<<<<
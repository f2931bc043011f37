use crate::BlockDevice;

pub(crate) fn init() {
    let _ = env_logger::builder().is_test(true).try_init();
}

pub(crate) fn make_device(block_count: usize, block_size: usize, start: usize) -> BlockDevice {
    BlockDevice::new(block_count, block_size, start).unwrap()
}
>>>>
§ **Assigned task**:
Copying should begin at the line containing "use crate::BlockDevice;" and end at the last line of the material, with every line in between reproduced exactly.

§ **Your solution**:
use crate::BlockDevice;

pub(crate) fn init() {
    let _ = env_logger::builder().is_test(true).try_init();
}

pub(crate) fn make_device(block_count: usize, block_size: usize, start: usize) -> BlockDevice {
    BlockDevice::new(block_count, block_size, start).unwrap()
}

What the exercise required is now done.